Home Insurance Quotes
Why it's impossible to compare home insurance policies
Why are insurers so mealy-mouthed about homeowners' policies, wonders University of Minnesota law professor Daniel Schwarcz. Why are they cutting back on coverage in many cases and obfuscating their actions with legalese? And why not put home insurance contracts on their Web sites, so consumers can comparison shop easily?
"It's virtually impossible for an ordinary consumer to assess -- on a pre-purchase basis -- the policy language that different insurers employ," says Schwarcz. "They don't make this available on their Web sites. And their marketing materials never describe it in such a way that a consumer could make a competitive assessment."
Schwarcz is criticizing policies and practices that have long been standard operating procedure in the insurance industry, so it's not surprising that he would draw the ire of insurers. He’s a consumer advocate for the National Association of Insurance Commissioners (NAIC), which collectively governs the insurance market, and his research is extensive, including reviewing the policies of the 10 largest home insurers in four states.

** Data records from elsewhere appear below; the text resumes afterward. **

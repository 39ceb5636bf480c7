use std::sync::Arc;

use artistpulse_common::{ArtistIdentity, EventRecord, Table};
use tracing::{debug, error};

use crate::normalize;
use crate::traits::EventsProvider;

/// Maximum events requested per query.
pub const EVENT_PAGE_SIZE: u32 = 10;

/// Upcoming live events matching the artist name.
///
/// This fetcher never fails: any provider error is logged and the result is
/// an empty table, regardless of the configured failure policy.
pub struct EventListingsFetcher {
    provider: Arc<dyn EventsProvider>,
}

impl EventListingsFetcher {
    pub fn new(provider: Arc<dyn EventsProvider>) -> Self {
        Self { provider }
    }

    pub async fn fetch(&self, identity: &ArtistIdentity) -> Table<EventRecord> {
        match self.provider.find_events(&identity.name, EVENT_PAGE_SIZE).await {
            Ok(events) => {
                debug!(artist = identity.name.as_str(), count = events.len(), "Fetched events");
                events
                    .into_iter()
                    .take(EVENT_PAGE_SIZE as usize)
                    .map(normalize::event_record)
                    .collect::<Vec<_>>()
                    .into()
            }
            Err(e) => {
                error!(artist = identity.name.as_str(), error = %e, "Error fetching events");
                Table::empty()
            }
        }
    }
}
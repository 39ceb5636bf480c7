pub mod error;
pub mod types;

pub use error::{Result, SpotifyError};
pub use types::{Album, Artist, Track};

use std::time::{Duration, Instant};

use serde::de::DeserializeOwned;
use tokio::sync::Mutex;
use types::{ArtistSearchResponse, TokenResponse, TopTracksResponse};

const API_BASE_URL: &str = "https://api.spotify.com/v1";
const ACCOUNTS_BASE_URL: &str = "https://accounts.spotify.com";

/// Market used for top-track lookups.
const TOP_TRACKS_MARKET: &str = "US";

/// Refresh the token this long before the provider says it expires.
const TOKEN_EXPIRY_MARGIN: Duration = Duration::from_secs(60);

struct CachedToken {
    access_token: String,
    expires_at: Instant,
}

pub struct SpotifyClient {
    client: reqwest::Client,
    client_id: String,
    client_secret: String,
    api_base_url: String,
    accounts_base_url: String,
    token: Mutex<Option<CachedToken>>,
}

impl SpotifyClient {
    pub fn new(client_id: String, client_secret: String, timeout: Duration) -> Result<Self> {
        let client = reqwest::Client::builder().timeout(timeout).build()?;
        Ok(Self {
            client,
            client_id,
            client_secret,
            api_base_url: API_BASE_URL.to_string(),
            accounts_base_url: ACCOUNTS_BASE_URL.to_string(),
            token: Mutex::new(None),
        })
    }

    /// Point the client at a different API/accounts host (local stubs).
    pub fn with_base_urls(mut self, api_base_url: &str, accounts_base_url: &str) -> Self {
        self.api_base_url = api_base_url.trim_end_matches('/').to_string();
        self.accounts_base_url = accounts_base_url.trim_end_matches('/').to_string();
        self
    }

    /// Search artists by free-text name. Results keep provider relevance order.
    pub async fn search_artists(&self, query: &str) -> Result<Vec<Artist>> {
        tracing::debug!(query, "spotify: searching artists");
        let url = format!("{}/search", self.api_base_url);
        let resp: ArtistSearchResponse = self
            .get_json(&url, &[("q", query), ("type", "artist")])
            .await?;
        tracing::debug!(count = resp.artists.items.len(), "spotify: artist search returned");
        Ok(resp.artists.items)
    }

    /// Top tracks for an artist. The provider caps the list (currently 10).
    pub async fn artist_top_tracks(&self, artist_id: &str) -> Result<Vec<Track>> {
        tracing::debug!(artist_id, "spotify: fetching top tracks");
        let url = format!("{}/artists/{}/top-tracks", self.api_base_url, artist_id);
        let resp: TopTracksResponse = self
            .get_json(&url, &[("market", TOP_TRACKS_MARKET)])
            .await?;
        Ok(resp.tracks)
    }

    async fn get_json<T: DeserializeOwned>(&self, url: &str, query: &[(&str, &str)]) -> Result<T> {
        let token = self.access_token().await?;
        let resp = self
            .client
            .get(url)
            .bearer_auth(&token)
            .query(query)
            .send()
            .await?;

        let status = resp.status();
        if !status.is_success() {
            let body = resp.text().await.unwrap_or_default();
            return Err(SpotifyError::Api {
                status: status.as_u16(),
                message: body,
            });
        }

        let body = resp.text().await?;
        Ok(serde_json::from_str(&body)?)
    }

    /// Return a valid bearer token, requesting a new one when the cached token
    /// is missing or about to expire.
    async fn access_token(&self) -> Result<String> {
        let mut guard = self.token.lock().await;
        if let Some(cached) = guard.as_ref() {
            if Instant::now() < cached.expires_at {
                return Ok(cached.access_token.clone());
            }
        }

        tracing::debug!("spotify: requesting client-credentials token");
        let url = format!("{}/api/token", self.accounts_base_url);
        let resp = self
            .client
            .post(&url)
            .basic_auth(&self.client_id, Some(&self.client_secret))
            .form(&[("grant_type", "client_credentials")])
            .send()
            .await?;

        let status = resp.status();
        if !status.is_success() {
            let body = resp.text().await.unwrap_or_default();
            return Err(SpotifyError::Auth(format!("status {}: {}", status.as_u16(), body)));
        }

        let token: TokenResponse = resp.json().await?;
        let lifetime = Duration::from_secs(token.expires_in).saturating_sub(TOKEN_EXPIRY_MARGIN);
        *guard = Some(CachedToken {
            access_token: token.access_token.clone(),
            expires_at: Instant::now() + lifetime,
        });
        Ok(token.access_token)
    }
}
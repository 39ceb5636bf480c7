use chrono::{DateTime, Utc};
use serde::{Deserialize, Serialize};

use crate::error::{Result, TrendsError};

/// `req` payload of the explore endpoint.
#[derive(Debug, Clone, Serialize)]
pub struct ExploreRequest {
    #[serde(rename = "comparisonItem")]
    pub comparison_item: Vec<ComparisonItem>,
    pub category: u32,
    pub property: String,
}

#[derive(Debug, Clone, Serialize)]
pub struct ComparisonItem {
    pub keyword: String,
    pub time: String,
    pub geo: String,
}

#[derive(Debug, Clone, Deserialize)]
pub struct ExploreResponse {
    #[serde(default)]
    pub widgets: Vec<Widget>,
}

/// A widget descriptor. `request` is echoed back verbatim to the widgetdata
/// endpoint together with `token`.
#[derive(Debug, Clone, Deserialize)]
pub struct Widget {
    pub id: String,
    pub token: Option<String>,
    #[serde(default)]
    pub request: serde_json::Value,
}

#[derive(Debug, Clone, Deserialize)]
pub struct MultilineResponse {
    pub default: MultilineData,
}

#[derive(Debug, Clone, Deserialize)]
pub struct MultilineData {
    #[serde(rename = "timelineData", default)]
    pub timeline_data: Vec<TimelinePoint>,
}

#[derive(Debug, Clone, Deserialize)]
pub struct TimelinePoint {
    /// Bucket start, seconds since the epoch, as a string.
    pub time: String,
    /// One value per keyword in the comparison.
    #[serde(default)]
    pub value: Vec<i64>,
    /// Only present (and `true`) on the trailing, still-filling bucket.
    #[serde(rename = "isPartial", default)]
    pub is_partial: bool,
}

/// One bucket of the interest-over-time series.
#[derive(Debug, Clone, PartialEq)]
pub struct InterestPoint {
    pub time: DateTime<Utc>,
    pub value: i64,
    pub is_partial: bool,
}

impl TimelinePoint {
    pub fn into_interest(self) -> Result<InterestPoint> {
        let secs: i64 = self
            .time
            .parse()
            .map_err(|_| TrendsError::Parse(format!("bad bucket time: {}", self.time)))?;
        let time = DateTime::from_timestamp(secs, 0)
            .ok_or_else(|| TrendsError::Parse(format!("bucket time out of range: {secs}")))?;
        Ok(InterestPoint {
            time,
            value: self.value.first().copied().unwrap_or(0),
            is_partial: self.is_partial,
        })
    }
}

/// Google prefixes JSON bodies with an anti-XSSI guard such as `)]}'` or
/// `)]}',`. Drop everything before the first object brace.
pub fn strip_xssi(body: &str) -> &str {
    match body.find('{') {
        Some(idx) => &body[idx..],
        None => body,
    }
}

The state commissioners set up a working group to study the "transparency and readability" of homeowner's contracts at their October 2010 meeting. "Schwarcz has raised important questions," says Andrew Mais, a spokesman for the New York State Insurance Department.
The insurance industry has a different take: "This is a solution in search of a problem," says Robert Hartwig, president of the Insurance Information Institute, dismissing Schwarcz in a heated debate between the two men that has played out for months in insurance industry media. "We haven't heard complaints from customers about this."
At this juncture, the Minnesota law professor isn't offering any answers. He's merely pointing out that homeowner insurance contracts − the kind that nearly everyone buys to protect their houses against fire, theft and other damage − need to be reviewed to see if they are fair and easy to understand. He sees no reason why they can't put these policies online so that people could read and -- hopefully -- understand them.
"In other areas, motivated consumers can get detailed information about the differences in products sold by different firms," he says. "Even at RadioShack you can research and find out what you need to know."
Insurance companies aren't RadioShack
Insurers argue that they're not RadioShack:
- Home insurance is complicated because each state has its own regulations that have to be applied to every contract, making it difficult to put anything precise online that’s useful on a national basis, says Alex Hageli, director with the Property Casualty Insurers Association of America, an industry trade group.
- In addition, each policyholder can request special amendments or "endorsements" to a contract, further complicating comparison shopping.
- And finally there's the judicial overlay -- countless court decisions from Texas to New York to Alaska -- any one of which may require a specific clause in a specific state or affect coverage definitions.
Regulators also grumble privately that one of the biggest problems is that consumers fail to read their home insurance policies until a claim needs to be made.
"A policy is a legal contract," says Hartwig. "You can't boil it down to a numerical rating in Consumer Reports." It's up to insurance agents to walk a prospective buyer through the contract, he says and, generally, they do a good job.
The hundreds of carriers offering thousands of policies is actually a plus for the consumer, says PCIAA's Hageli. "The customer can walk down the street to another insurer."
A disturbing home insurance trend
Schwarcz says that several alarm bells should be going off. For one thing, the language of these contracts has been subtly changing and a "substantial majority of these provisions reduce the amount of coverage." Among them are clauses that require losses to be "sudden and accidental," meaning that homeowners can't let problems such as mold or water in the basement exist for any length of time if they want to file a claim. The new contracts place even more burden on the homeowner and give insurers more wiggle room to avoid paying claims.
Schwarcz also challenges the objectivity of insurance agents by arguing that many policies are sold by "captive" agents who work for only one company, or by so-called "independent" agents who receive commissions from certain insurers to sell their policies. "Their integrity is compromised by the fact that they take kickbacks," he says.
But Schwarcz saves some of his harshest comments for the NAIC itself and its regulators, who "don't know the differences between the policies that are being sold in their states and may not have even partial copies of the policies their insurers are using."
Mais says otherwise about New York. "We are well aware of what's in every single policy form used in New York," he says. "And you can get any of them by filing a Freedom of Information request with us."